Biomechanics
The ongoing work is aimed at facilitating the planning of treatments, predicting their consequences, and supporting medical diagnostics. The work is carried out in cooperation with leading medical centres and companies from the socio-economic environment.
Modelling of bioheat transfer and thermoregulation in humans. Both classical equations of bioheat transfer in tissues (Pennes equation) and new non-Fourier models (Cattaneo-Vernotte equation, dual-phase lag equation) are used. Algorithms and computer programs for numerical solution and simulation of biological processes are developed. The processes of local uncontrolled and controlled effects of low and high temperatures on biological tissues (burns, tissue freezing (cryosurgery), laser effects on tissues, cryopreservation, together with the determination of the degree of tissue destruction), as well as the processes of heat exchange and active thermoregulation in the humans (e.g., hypothermic therapy, brain cooling of newborns) are modelled.
The problems of identifying the size and location of tumours based on the knowledge of temperature on the skin surface and the problems of destroying tumour lesions with the use of an electromagnetic field are also considered.
Models considering the presence of large, thermally significant blood vessels are also developed. The experimental devices used in medical diagnostics and for validation of the developed models encompass measurement and recording systems of physiological parameters (including ergospirometer, deep and skin temperature measurements, thermography measurements).
Biomechanics and fluid mechanics (hemodynamics) of the cardiovascular system. Both laboratory (phantoms) and numerical models of blood flow in elastic blood vessels are developed. The classical approach of modelling blood as a continuous medium with non-Newtonian properties and a novel approach in modelling blood as a multiphase medium (solid-phase blood morphotic elements suspended in continuous plasma) are applied.
Methods of non- or minimally invasive diagnostics of the cardiovascular system for the stiffening of blood vessels and assessment of valve function (and their mechanical prostheses) are developed.
In house laboratory facilities allow for the assessment of hemodynamic parameters and validation of the developed models and diagnostic methods.
Biomechanics of the skeletal system (spine, head, chest, upper and lower limbs). Projects around spine biomechanics are implemented aiming at the evaluation of strength characteristics of tissue structures, quality assessment of stabilization systems in surgical treatment, as well as ergonomics and injury risk. The software for creating static and dynamic models is used. Equipment for the evaluation of kinematics of movements and posturographic evaluation is applied in research.
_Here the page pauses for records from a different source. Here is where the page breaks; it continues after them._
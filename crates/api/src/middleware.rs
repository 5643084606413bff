use std::sync::Arc;

use axum::{
    extract::{RawPathParams, State},
    http::{HeaderMap, StatusCode},
    middleware::Next,
    response::Response,
};
use chrono::Utc;
use tracing::debug;

use orgguard_auth::{
    AuthzError, Authenticator, ContextBuilder, IdentityVerifier, TenantConfig, TenantResolver, TenantSignals,
};

use crate::app::errors;
use crate::context::{PrincipalContext, TenantContext};

// ─────────────────────────────────────────────────────────────────────────────
// Authentication
// ─────────────────────────────────────────────────────────────────────────────

#[derive(Clone)]
pub struct AuthState {
    pub verifier: Arc<dyn IdentityVerifier>,
    pub authenticator: Authenticator,
}

/// Bearer verification, then account resolution; inserts [`PrincipalContext`].
pub async fn auth_middleware(
    State(state): State<AuthState>,
    mut req: axum::http::Request<axum::body::Body>,
    next: Next,
) -> Result<Response, Response> {
    let token = extract_bearer(req.headers()).map_err(|_| unauthenticated())?;
    let now = Utc::now();

    let claim = state.verifier.verify(token, now).map_err(|e| {
        debug!(reason = %e, "bearer token rejected");
        unauthenticated()
    })?;

    let identity = state
        .authenticator
        .authenticate(claim, now)
        .await
        .map_err(errors::access_error_to_response)?;

    req.extensions_mut().insert(PrincipalContext::new(identity));

    Ok(next.run(req).await)
}

fn unauthenticated() -> Response {
    errors::authz_error_to_response(&AuthzError::AuthenticationRequired)
}

fn extract_bearer(headers: &HeaderMap) -> Result<&str, StatusCode> {
    let header = headers
        .get(axum::http::header::AUTHORIZATION)
        .ok_or(StatusCode::UNAUTHORIZED)?;

    let header = header.to_str().map_err(|_| StatusCode::UNAUTHORIZED)?;

    let header = header
        .strip_prefix("Bearer ")
        .ok_or(StatusCode::UNAUTHORIZED)?;

    let token = header.trim();
    if token.is_empty() {
        return Err(StatusCode::UNAUTHORIZED);
    }

    Ok(token)
}

// ─────────────────────────────────────────────────────────────────────────────
// Tenant context
// ─────────────────────────────────────────────────────────────────────────────

#[derive(Clone)]
pub struct TenantState {
    pub resolver: TenantResolver,
    pub contexts: ContextBuilder,
    pub path_param: Arc<str>,
    pub header_name: Arc<str>,
}

impl TenantState {
    pub fn new(config: &TenantConfig, contexts: ContextBuilder) -> Self {
        Self {
            resolver: TenantResolver::new(config),
            contexts,
            path_param: Arc::from(config.path_param.as_str()),
            header_name: Arc::from(config.header_name.as_str()),
        }
    }

    /// Slug named by the request's path parameter, tenant header or host.
    pub fn tenant_slug(&self, params: Option<&RawPathParams>, headers: &HeaderMap) -> Option<String> {
        let path_param = params.and_then(|params| {
            params
                .iter()
                .find(|(key, _)| *key == &*self.path_param)
                .map(|(_, value)| value)
        });
        let signals = TenantSignals {
            path_param,
            header: header_str(headers, &self.header_name),
            host: header_str(headers, axum::http::header::HOST.as_str()),
        };
        self.resolver.resolve(&signals).map(|hint| {
            debug!(slug = %hint.slug, source = ?hint.source, "tenant hint resolved");
            hint.slug
        })
    }
}

/// Builds the [`TenantContext`] once per request; tenant-scoped routes only.
pub async fn tenant_middleware(
    State(state): State<TenantState>,
    params: Option<RawPathParams>,
    mut req: axum::http::Request<axum::body::Body>,
    next: Next,
) -> Result<Response, Response> {
    let slug = state.tenant_slug(params.as_ref(), req.headers());
    let identity = req
        .extensions()
        .get::<PrincipalContext>()
        .map(|p| p.identity().clone());

    let ctx = state
        .contexts
        .build(identity.as_ref(), slug.as_deref())
        .await
        .map_err(|e| {
            if let Some(denial) = e.denial() {
                debug!(reason = denial.code(), "tenant context denied");
            }
            errors::access_error_to_response(e)
        })?;

    req.extensions_mut().insert(TenantContext::new(ctx));

    Ok(next.run(req).await)
}

fn header_str<'a>(headers: &'a HeaderMap, name: &str) -> Option<&'a str> {
    headers.get(name).and_then(|v| v.to_str().ok())
}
Analyses of head injuries (safety in transport injuries and armoured personnel carriers during an explosion) are mainly focused on safety aspects and were performed using professional software (MADYMO, LS-Dyna, ANSYS) and in-house models. Computer simulations of head models were also used in the planning of neurosurgical operations, especially concerning head shape correction of children. Besides, numerical model of the head has been used to evaluate the design of helmets for safety and factors affecting head injuries.
In works related to the biomechanics of human limbs, studies related to the measurements of kinematics and dynamics of upper limb movement (using modern systems for motion analysis, among others, optical and inertial systems) have been carried out. The strength capacity of limbs, both in isometric and isokinetic conditions and with the use of a dynamometer were investigated. As part of scientific projects, research is conducted in cooperation with medical centres on patients with motor deficiencies of the upper limbs. Similar investigations are carried out on athletes of various disciplines, e.g., volleyball, swimming. Model tests allow for the assessment of loads on the musculoskeletal system of the limbs. A modern apparatus that comprehensively assesses the kinematics of movement, strength capabilities of the upper limbs and muscle action potentials is owed and used in research. Commercial, specialized software to conduct simulations of loads on the musculoskeletal system is applied in simulations.
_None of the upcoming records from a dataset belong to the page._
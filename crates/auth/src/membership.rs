//! Membership record: one user's role and permission overrides in one organization.
//!
//! # Invariants
//! - One row per `(user_id, organization_id)` (enforced by the store).
//! - `permissions` is always fully populated ([`PermissionMap`] is dense).
//! - An organization keeps at least one active `owner` ([`ensure_owner_retained`]).
//! - A role change recomputes permissions with the widen-only merge
//!   ([`PermissionMap::recompute_for_role_change`]).

use chrono::{DateTime, Utc};
use serde::{Deserialize, Serialize};

use orgguard_core::{MembershipId, OrganizationId, UserId};

use crate::authorize::AuthzError;
use crate::permissions::{Permission, PermissionMap, PermissionMatrix};
use crate::roles::OrgRole;

#[derive(Debug, Clone, PartialEq, Eq, Serialize, Deserialize)]
pub struct Membership {
    pub id: MembershipId,
    pub user_id: UserId,
    pub organization_id: OrganizationId,
    pub role: OrgRole,
    pub permissions: PermissionMap,
    pub is_active: bool,
    pub invited_by: Option<UserId>,
    pub invited_at: Option<DateTime<Utc>>,
    pub joined_at: Option<DateTime<Utc>>,
    pub last_access_at: Option<DateTime<Utc>>,
    pub created_at: DateTime<Utc>,
    pub updated_at: DateTime<Utc>,
}

/// Input for creating a membership. Missing fields take the creation defaults.
#[derive(Debug, Clone, PartialEq, Eq, Serialize, Deserialize)]
pub struct NewMembership {
    pub user_id: UserId,
    pub role: Option<OrgRole>,
    pub permissions: Option<PermissionMap>,
    pub invited_by: Option<UserId>,
}

impl Membership {
    /// Build a new active membership.
    ///
    /// Role defaults to `employee`; permissions default to that role's matrix row.
    pub fn create(
        user_id: UserId,
        organization_id: OrganizationId,
        role: Option<OrgRole>,
        permissions: Option<PermissionMap>,
        invited_by: Option<UserId>,
        now: DateTime<Utc>,
    ) -> Self {
        let role = role.unwrap_or_default();
        let permissions = permissions.unwrap_or_else(|| PermissionMatrix::defaults(role));
        Self {
            id: MembershipId::new(),
            user_id,
            organization_id,
            role,
            permissions,
            is_active: true,
            invited_by,
            invited_at: invited_by.map(|_| now),
            joined_at: Some(now),
            last_access_at: None,
            created_at: now,
            updated_at: now,
        }
    }

    /// The founding owner membership of a freshly created organization.
    pub fn founding_owner(user_id: UserId, organization_id: OrganizationId, now: DateTime<Utc>) -> Self {
        Self::create(user_id, organization_id, Some(OrgRole::Owner), None, None, now)
    }

    pub fn allows(&self, permission: Permission) -> bool {
        self.permissions.allows(permission)
    }

    /// String-keyed check; an absent resource or action is a denial.
    pub fn has_permission(&self, resource: &str, action: &str) -> bool {
        self.permissions.has_permission(resource, action)
    }

    pub fn grant_permission(&self, permission: Permission, now: DateTime<Utc>) -> Self {
        self.with_permission(permission, true, now)
    }

    pub fn revoke_permission(&self, permission: Permission, now: DateTime<Utc>) -> Self {
        self.with_permission(permission, false, now)
    }

    pub fn with_permission(&self, permission: Permission, granted: bool, now: DateTime<Utc>) -> Self {
        Self {
            permissions: self.permissions.with(permission, granted),
            updated_at: now,
            ..self.clone()
        }
    }

    /// Same membership under `new_role`, permissions recomputed.
    pub fn with_role(&self, new_role: OrgRole, now: DateTime<Utc>) -> Self {
        Self {
            role: new_role,
            permissions: self.permissions.recompute_for_role_change(self.role, new_role),
            updated_at: now,
            ..self.clone()
        }
    }

    pub fn with_active(&self, is_active: bool, now: DateTime<Utc>) -> Self {
        Self {
            is_active,
            updated_at: now,
            ..self.clone()
        }
    }

    pub fn is_active_owner(&self) -> bool {
        self.is_active && self.role == OrgRole::Owner
    }

    /// Grants this membership holds on top of its role defaults.
    pub fn custom_grants(&self) -> Vec<Permission> {
        self.permissions.grants_beyond(&PermissionMatrix::defaults(self.role))
    }
}

/// Reject a write that would leave an organization without an active owner.
///
/// - `current`: the row being updated or removed.
/// - `replacement`: the row after the write, `None` for a removal.
/// - `other_active_owners`: active owners in the same organization, excluding `current`.
///
/// Stores call this inside the same transaction (or lock) that performs the
/// write, which makes the count-and-compare atomic.
pub fn ensure_owner_retained(
    current: &Membership,
    replacement: Option<&Membership>,
    other_active_owners: usize,
) -> Result<(), AuthzError> {
    if !current.is_active_owner() {
        return Ok(());
    }
    if replacement.is_some_and(Membership::is_active_owner) {
        return Ok(());
    }
    if other_active_owners == 0 {
        return Err(AuthzError::LastOwnerViolation);
    }
    Ok(())
}

#[cfg(test)]
mod tests {
    use super::*;

    fn now() -> DateTime<Utc> {
        Utc::now()
    }

    fn member(role: Option<OrgRole>) -> Membership {
        Membership::create(UserId::new(), OrganizationId::new(), role, None, None, now())
    }

    #[test]
    fn creation_defaults_to_employee_with_matrix_permissions() {
        let m = member(None);
        assert_eq!(m.role, OrgRole::Employee);
        assert_eq!(m.permissions, PermissionMatrix::defaults(OrgRole::Employee));
        assert!(m.is_active);
        assert!(m.joined_at.is_some());
        assert!(m.invited_at.is_none());
    }

    #[test]
    fn explicit_permissions_are_kept_as_supplied() {
        let custom = PermissionMap::deny_all().grant(Permission::BILLING_READ);
        let m = Membership::create(
            UserId::new(),
            OrganizationId::new(),
            Some(OrgRole::Manager),
            Some(custom),
            Some(UserId::new()),
            now(),
        );
        assert_eq!(m.permissions, custom);
        assert!(m.invited_at.is_some());
    }

    #[test]
    fn has_permission_never_fails_on_absent_keys() {
        let m = member(Some(OrgRole::Owner));
        assert!(!m.has_permission("unknown", "read"));
        assert!(!m.has_permission("users", "approve"));
        assert!(m.has_permission("users", "invite"));
    }

    #[test]
    fn grant_and_revoke_flip_exactly_one_cell() {
        let m = member(Some(OrgRole::Viewer));
        let granted = m.grant_permission(Permission::BILLING_READ, now());
        assert!(granted.allows(Permission::BILLING_READ));
        assert_eq!(granted.permissions.grants_beyond(&m.permissions), vec![Permission::BILLING_READ]);

        let revoked = granted.revoke_permission(Permission::USERS_READ, now());
        assert!(!revoked.allows(Permission::USERS_READ));
        assert!(revoked.allows(Permission::BILLING_READ));
    }

    #[test]
    fn custom_export_grant_survives_viewer_manager_viewer_round_trip() {
        let viewer = member(Some(OrgRole::Viewer));
        assert!(!viewer.allows(Permission::REPORTS_WRITE));

        let manager = viewer.with_role(OrgRole::Manager, now());
        assert!(manager.allows(Permission::REPORTS_WRITE));

        let manager = manager.grant_permission(Permission::REPORTS_EXPORT, now());
        let viewer_again = manager.with_role(OrgRole::Viewer, now());

        assert!(viewer_again.allows(Permission::REPORTS_EXPORT));
        assert!(!viewer_again.allows(Permission::REPORTS_WRITE));
        assert_eq!(viewer_again.custom_grants(), vec![Permission::REPORTS_EXPORT]);
    }

    #[test]
    fn custom_revocation_does_not_survive_role_change() {
        let m = member(Some(OrgRole::Manager))
            .revoke_permission(Permission::REPORTS_WRITE, now())
            .with_role(OrgRole::Employee, now());
        assert!(m.allows(Permission::REPORTS_WRITE));
    }

    #[test]
    fn removing_sole_owner_is_rejected() {
        let owner = member(Some(OrgRole::Owner));
        assert_eq!(
            ensure_owner_retained(&owner, None, 0),
            Err(AuthzError::LastOwnerViolation)
        );
        assert!(ensure_owner_retained(&owner, None, 1).is_ok());
    }

    #[test]
    fn demoting_or_deactivating_sole_owner_is_rejected() {
        let owner = member(Some(OrgRole::Owner));
        let demoted = owner.with_role(OrgRole::Admin, now());
        let deactivated = owner.with_active(false, now());
        assert!(ensure_owner_retained(&owner, Some(&demoted), 0).is_err());
        assert!(ensure_owner_retained(&owner, Some(&deactivated), 0).is_err());

        let regranted = owner.grant_permission(Permission::BILLING_WRITE, now());
        assert!(ensure_owner_retained(&owner, Some(&regranted), 0).is_ok());
    }

    #[test]
    fn non_owner_rows_are_never_blocked() {
        let admin = member(Some(OrgRole::Admin));
        assert!(ensure_owner_retained(&admin, None, 0).is_ok());

        let inactive_owner = member(Some(OrgRole::Owner)).with_active(false, now());
        assert!(ensure_owner_retained(&inactive_owner, None, 0).is_ok());
    }
}
//! Process configuration, read once at startup from the environment.

use anyhow::{Context, Result};

use orgguard_auth::{AuthzConfig, TenantConfig};

const DEV_JWT_SECRET: &str = "dev-secret";

#[derive(Debug, Clone, PartialEq, Eq)]
pub struct JwtConfig {
    /// HS256 shared secret.
    pub secret: String,
    /// RS256 public key; takes precedence over `secret` when set.
    pub public_key_pem: Option<String>,
    /// Expect Firebase ID tokens for this project (issuer and audience).
    pub firebase_project_id: Option<String>,
}

#[derive(Debug, Clone, PartialEq, Eq)]
pub struct ApiConfig {
    pub bind_addr: String,
    /// `None` runs on the in-memory store.
    pub database_url: Option<String>,
    pub jwt: JwtConfig,
    pub authz: AuthzConfig,
}

impl ApiConfig {
    pub fn from_env() -> Result<Self> {
        Self::from_lookup(|key| std::env::var(key).ok())
    }

    /// Build from any key lookup (the environment in production, a map in tests).
    pub fn from_lookup(lookup: impl Fn(&str) -> Option<String>) -> Result<Self> {
        let get = |key: &str| lookup(key).map(|v| v.trim().to_string()).filter(|v| !v.is_empty());
        let defaults = AuthzConfig::default();

        let secret = get("JWT_SECRET").unwrap_or_else(|| {
            tracing::warn!("JWT_SECRET not set; using insecure dev default");
            DEV_JWT_SECRET.to_string()
        });

        let database_url = get("DATABASE_URL");
        if database_url.is_none() {
            tracing::warn!("DATABASE_URL not set; using in-memory directory store");
        }

        let tenant = TenantConfig {
            header_name: get("TENANT_HEADER").unwrap_or(defaults.tenant.header_name),
            path_param: get("TENANT_PATH_PARAM").unwrap_or(defaults.tenant.path_param),
            reserved_subdomains: get("RESERVED_SUBDOMAINS")
                .map(|v| {
                    v.split(',')
                        .map(|s| s.trim().to_ascii_lowercase())
                        .filter(|s| !s.is_empty())
                        .collect()
                })
                .unwrap_or(defaults.tenant.reserved_subdomains),
        };

        Ok(Self {
            bind_addr: get("BIND_ADDR").unwrap_or_else(|| "0.0.0.0:8080".to_string()),
            database_url,
            jwt: JwtConfig {
                secret,
                public_key_pem: get("JWT_PUBLIC_KEY_PEM"),
                firebase_project_id: get("FIREBASE_PROJECT_ID"),
            },
            authz: AuthzConfig {
                max_hierarchy_depth: parse_or(&get, "MAX_HIERARCHY_DEPTH", defaults.max_hierarchy_depth)?,
                slug_retry_limit: parse_or(&get, "SLUG_RETRY_LIMIT", defaults.slug_retry_limit)?,
                auto_provision_users: parse_or(&get, "AUTO_PROVISION_USERS", defaults.auto_provision_users)?,
                tenant,
            },
        })
    }

    /// In-memory configuration with an HS256 secret (tests, local runs).
    pub fn in_memory(jwt_secret: impl Into<String>) -> Self {
        Self {
            bind_addr: "127.0.0.1:0".to_string(),
            database_url: None,
            jwt: JwtConfig {
                secret: jwt_secret.into(),
                public_key_pem: None,
                firebase_project_id: None,
            },
            authz: AuthzConfig::default(),
        }
    }
}

fn parse_or<T>(get: &impl Fn(&str) -> Option<String>, key: &str, default: T) -> Result<T>
where
    T: std::str::FromStr,
    T::Err: std::error::Error + Send + Sync + 'static,
{
    match get(key) {
        Some(raw) => raw.parse().with_context(|| format!("invalid {key}: '{raw}'")),
        None => Ok(default),
    }
}

#[cfg(test)]
mod tests {
    use super::*;
    use std::collections::HashMap;

    fn config(pairs: &[(&str, &str)]) -> Result<ApiConfig> {
        let map: HashMap<String, String> = pairs
            .iter()
            .map(|(k, v)| (k.to_string(), v.to_string()))
            .collect();
        ApiConfig::from_lookup(|key| map.get(key).cloned())
    }

    #[test]
    fn defaults_apply_when_unset() {
        let cfg = config(&[]).unwrap();
        assert_eq!(cfg.bind_addr, "0.0.0.0:8080");
        assert!(cfg.database_url.is_none());
        assert_eq!(cfg.jwt.secret, DEV_JWT_SECRET);
        assert_eq!(cfg.authz, AuthzConfig::default());
    }

    #[test]
    fn overrides_are_parsed() {
        let cfg = config(&[
            ("MAX_HIERARCHY_DEPTH", "8"),
            ("AUTO_PROVISION_USERS", "false"),
            ("RESERVED_SUBDOMAINS", "www, App ,"),
            ("TENANT_HEADER", "x-tenant"),
        ])
        .unwrap();
        assert_eq!(cfg.authz.max_hierarchy_depth, 8);
        assert!(!cfg.authz.auto_provision_users);
        assert_eq!(cfg.authz.tenant.reserved_subdomains, vec!["www", "app"]);
        assert_eq!(cfg.authz.tenant.header_name, "x-tenant");
    }

    #[test]
    fn malformed_numbers_are_errors() {
        let err = config(&[("SLUG_RETRY_LIMIT", "lots")]).unwrap_err();
        assert!(err.to_string().contains("SLUG_RETRY_LIMIT"));
    }
}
The laboratory infrastructure for sectional specimens is equipped with specially designed adapters for mounting specimens on testing machines.
Gait biomechanics. Experimental and modelling studies are conducted, including gait analysis of children and adults. Quantitative studies of gait biomechanics support medical diagnostics, assessment of achieved results of surgical, therapeutic, and rehabilitation procedures are carried out. Mathematical algorithms of gait indices available in the scientific literature, as well as the own original gait indices to assess the locomotor functions using a single numerical value are applied.
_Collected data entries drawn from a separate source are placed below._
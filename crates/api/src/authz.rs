//! API-side authorization guards.
//!
//! Handlers call these after the tenant context is built and before touching
//! the lifecycle service, keeping the core free of HTTP concerns.

use axum::response::Response;

use orgguard_auth::{guards, Guard, SystemRole};
use orgguard_core::UserId;

use crate::app::errors;
use crate::context::{PrincipalContext, TenantContext};

/// Check a route guard against the request's tenant context.
pub fn enforce(tenant: &TenantContext, guard: Guard) -> Result<(), Response> {
    guard
        .check(tenant.authorization())
        .map_err(|denial| errors::authz_error_to_response(&denial))
}

/// The caller is `target`, or holds at least `minimum` system-wide.
pub fn enforce_self_or_system_role(
    principal: &PrincipalContext,
    target: UserId,
    minimum: SystemRole,
) -> Result<(), Response> {
    guards::require_self_or_system_role(principal.user(), target, minimum)
        .map_err(|denial| errors::authz_error_to_response(&denial))
}
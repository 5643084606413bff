//! HTTP API: server, routing, and request/response mapping.

pub mod app;
pub mod authz;
pub mod config;
pub mod context;
pub mod identity;
pub mod middleware;
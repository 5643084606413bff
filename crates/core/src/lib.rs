//! `orgguard-core`: identifiers and the domain error model shared by every crate.
//!
//! This crate contains **pure domain** primitives (no infrastructure concerns).

pub mod error;
pub mod id;

pub use error::{DomainError, DomainResult};
pub use id::{MembershipId, OrganizationId, UserId};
The mathematical models are used to assess the joint reaction forces and identify muscle forces during gait.
Numerous high-class systems for measurement of gait kinematics and dynamics (optical, inertial, ultrasound), dynamics of movement (measuring treadmill, dynamometric and dynamographic platforms), and the possibility of measuring muscle action potentials (EMG) are used along with commercial software for simulation and analysis of loads on the human skeletal-muscular system.
Personalized Implants. Experimental research, simulation, and numerical modelling related to stents and implants of the skeletal system (e.g., personalized implants for maxillofacial surgery) are conducted. Models of anatomical structures are produced using 3D printing technology. A method for computer-aided diagnosis of osteoporosis has also been developed.